**Exercise brief**
Your task is to copy every line of the entries that holds the word "derive".

**Dataset**

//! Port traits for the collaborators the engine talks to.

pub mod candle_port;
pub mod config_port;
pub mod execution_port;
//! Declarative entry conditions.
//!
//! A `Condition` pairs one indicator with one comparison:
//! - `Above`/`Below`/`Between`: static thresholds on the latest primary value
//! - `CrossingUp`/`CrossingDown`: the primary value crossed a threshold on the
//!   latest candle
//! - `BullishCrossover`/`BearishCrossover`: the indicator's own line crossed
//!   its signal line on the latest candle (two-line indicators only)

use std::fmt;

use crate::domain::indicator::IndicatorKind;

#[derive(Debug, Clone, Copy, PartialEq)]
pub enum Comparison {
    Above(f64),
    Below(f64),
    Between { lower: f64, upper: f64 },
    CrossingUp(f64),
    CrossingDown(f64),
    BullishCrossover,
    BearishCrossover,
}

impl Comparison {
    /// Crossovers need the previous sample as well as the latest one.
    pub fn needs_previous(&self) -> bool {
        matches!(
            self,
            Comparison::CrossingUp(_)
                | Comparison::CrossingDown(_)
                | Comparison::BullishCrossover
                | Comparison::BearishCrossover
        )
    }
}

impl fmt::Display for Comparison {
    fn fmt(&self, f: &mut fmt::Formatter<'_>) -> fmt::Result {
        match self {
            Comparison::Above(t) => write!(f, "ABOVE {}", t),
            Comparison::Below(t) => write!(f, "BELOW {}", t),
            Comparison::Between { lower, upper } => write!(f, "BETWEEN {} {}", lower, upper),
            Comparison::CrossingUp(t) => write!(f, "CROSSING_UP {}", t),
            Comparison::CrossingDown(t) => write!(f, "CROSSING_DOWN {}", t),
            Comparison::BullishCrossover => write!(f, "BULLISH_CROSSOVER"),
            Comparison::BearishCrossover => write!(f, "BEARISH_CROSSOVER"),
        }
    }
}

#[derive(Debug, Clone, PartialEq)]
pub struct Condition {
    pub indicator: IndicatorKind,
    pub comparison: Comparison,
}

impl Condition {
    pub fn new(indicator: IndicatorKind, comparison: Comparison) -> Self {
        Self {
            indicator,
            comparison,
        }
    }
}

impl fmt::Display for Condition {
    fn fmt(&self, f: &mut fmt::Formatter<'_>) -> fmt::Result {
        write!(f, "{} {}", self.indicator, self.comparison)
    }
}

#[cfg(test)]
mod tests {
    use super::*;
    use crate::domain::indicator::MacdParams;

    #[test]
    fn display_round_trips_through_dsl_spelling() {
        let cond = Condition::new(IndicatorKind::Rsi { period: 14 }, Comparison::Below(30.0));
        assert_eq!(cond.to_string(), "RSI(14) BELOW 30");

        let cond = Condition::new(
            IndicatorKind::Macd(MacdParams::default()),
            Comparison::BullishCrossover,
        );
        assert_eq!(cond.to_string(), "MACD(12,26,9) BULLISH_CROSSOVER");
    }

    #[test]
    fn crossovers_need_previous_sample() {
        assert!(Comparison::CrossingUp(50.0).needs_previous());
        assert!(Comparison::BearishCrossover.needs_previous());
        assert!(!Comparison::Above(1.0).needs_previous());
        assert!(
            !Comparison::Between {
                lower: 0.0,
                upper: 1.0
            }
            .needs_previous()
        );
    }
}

**Exercise result**
#[derive(Debug, Clone, Copy, PartialEq)]
#[derive(Debug, Clone, PartialEq)]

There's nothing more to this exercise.